<Snip> I would have thought using M$ partitioning tools was the safest way of shrinking a ntfs partition? As for the rest, the free space could be left as such for linux, or, more usefully, a fat32 partition made for data exchange, which is what I was recommending, leaving the rest for linux. <snip> Anne
yes you'd think so...
what i found was that in my experimenting M$'s partitioning tools do not follow any sort of logical standard for its allocation tables. Figures huh? It seems to wish to somehow put the tables on sectors & parts where most other OSes don't expect them. I assume this is so because windows is programmed to presume it will be the only OS on the system. This results in data corruption if your other OS lands on that sector! GAH!

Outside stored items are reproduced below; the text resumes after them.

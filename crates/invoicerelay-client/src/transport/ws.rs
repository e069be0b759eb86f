//! WebSocket connector over `tokio-tungstenite`.
//!
//! Each open socket gets one pump task that:
//! - writes queued outbound frames
//! - forwards inbound text frames as `TransportEvent::Text`
//! - runs the close handshake once the owner drops the outbound queue
//! - always finishes with exactly one `TransportEvent::Closed`

use async_trait::async_trait;
use futures_util::{SinkExt, StreamExt};
use tokio::net::TcpStream;
use tokio::sync::mpsc;
use tokio::time::Duration;
use tokio_tungstenite::tungstenite::protocol::CloseFrame;
use tokio_tungstenite::tungstenite::Message;
use tokio_tungstenite::{connect_async, MaybeTlsStream, WebSocketStream};

use invoicerelay_core::error::{RelayError, Result};

use super::{Connector, Socket, TransportEvent};

type WsStream = WebSocketStream<MaybeTlsStream<TcpStream>>;

/// How long to wait for the peer's close frame after we sent ours.
const CLOSE_GRACE: Duration = Duration::from_secs(5);

#[derive(Debug, Default, Clone, Copy)]
pub struct WsConnector;

impl WsConnector {
    pub fn new() -> Self {
        Self
    }
}

#[async_trait]
impl Connector for WsConnector {
    async fn open(&self, url: &str) -> Result<Socket> {
        install_crypto_provider();
        let (ws, _resp) = connect_async(url)
            .await
            .map_err(|e| RelayError::Transport(format!("websocket connect: {e}")))?;

        let (out_tx, out_rx) = mpsc::unbounded_channel::<String>();
        let (in_tx, in_rx) = mpsc::unbounded_channel::<TransportEvent>();
        tokio::spawn(pump(ws, out_rx, in_tx));

        Ok(Socket {
            outbound: out_tx,
            inbound: in_rx,
        })
    }
}

/// `wss` needs a process-wide rustls provider. Installing twice is a no-op.
fn install_crypto_provider() {
    let _ = rustls::crypto::ring::default_provider().install_default();
}

fn close_event(frame: Option<CloseFrame>) -> TransportEvent {
    match frame {
        Some(f) => TransportEvent::Closed {
            code: Some(u16::from(f.code)),
            reason: f.reason.as_str().to_owned(),
        },
        None => TransportEvent::Closed {
            code: None,
            reason: String::new(),
        },
    }
}

async fn pump(
    ws: WsStream,
    mut out_rx: mpsc::UnboundedReceiver<String>,
    in_tx: mpsc::UnboundedSender<TransportEvent>,
) {
    let (mut ws_tx, mut ws_rx) = ws.split();

    let closed = loop {
        tokio::select! {
            // outbound writer
            maybe_out = out_rx.recv() => {
                match maybe_out {
                    Some(text) => {
                        if let Err(e) = ws_tx.send(Message::text(text)).await {
                            let _ = in_tx.send(TransportEvent::Error(format!("write failed: {e}")));
                            break TransportEvent::Closed { code: None, reason: "write failed".into() };
                        }
                    }
                    None => {
                        // owner let go: close handshake, then wait for the peer's close
                        let _ = ws_tx.send(Message::Close(None)).await;
                        let peer = tokio::time::timeout(CLOSE_GRACE, async {
                            while let Some(Ok(msg)) = ws_rx.next().await {
                                if let Message::Close(frame) = msg {
                                    return frame;
                                }
                            }
                            None
                        })
                        .await
                        .unwrap_or(None);
                        break close_event(peer);
                    }
                }
            }

            // inbound reader
            incoming = ws_rx.next() => {
                match incoming {
                    Some(Ok(Message::Text(t))) => {
                        if in_tx.send(TransportEvent::Text(t.as_str().to_owned())).is_err() {
                            // owner dropped the receiving side; nothing left to deliver to
                            let _ = ws_tx.send(Message::Close(None)).await;
                            return;
                        }
                    }
                    Some(Ok(Message::Close(frame))) => break close_event(frame),
                    Some(Ok(Message::Binary(b))) => {
                        tracing::debug!(bytes_len = b.len(), "ignoring binary frame");
                    }
                    Some(Ok(_)) => {}
                    Some(Err(e)) => {
                        let _ = in_tx.send(TransportEvent::Error(e.to_string()));
                        break TransportEvent::Closed { code: None, reason: e.to_string() };
                    }
                    None => break TransportEvent::Closed { code: None, reason: "stream ended".into() },
                }
            }
        }
    };

    let _ = in_tx.send(closed);
}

not good... PM avoids this by analyzing existing sectors & clusters then "landing" the new sectors for your partition one sector over from the one M$ would overwrite/use. Smart but it makes windows think later (if you try their GUIed partitioner) that something is wrong. MDK Does the same thing as PM & PM then in turn will "find" an error MDK made & try to correct it if you let it! MDK in my experience is the most useful so far in that its partitoning tools seems more intelligent. M$'s partitioning tools don't find that same error after an MDK sector swap session. Dunno why exactly...haven't figured that out...but i'm guessing MDK Is made to imitate Windows or fool it somehow, where PM isn't made to do that for / with windows & other OSes involved. PHEW! sorry to ramble just never tried to get all that thought out on paper before. :D
------------- FemmeFatale, aka The Skirt
Good Decisions Your boss Made: "We'll do as you suggest and go with Linux. I've always liked that character from Peanuts."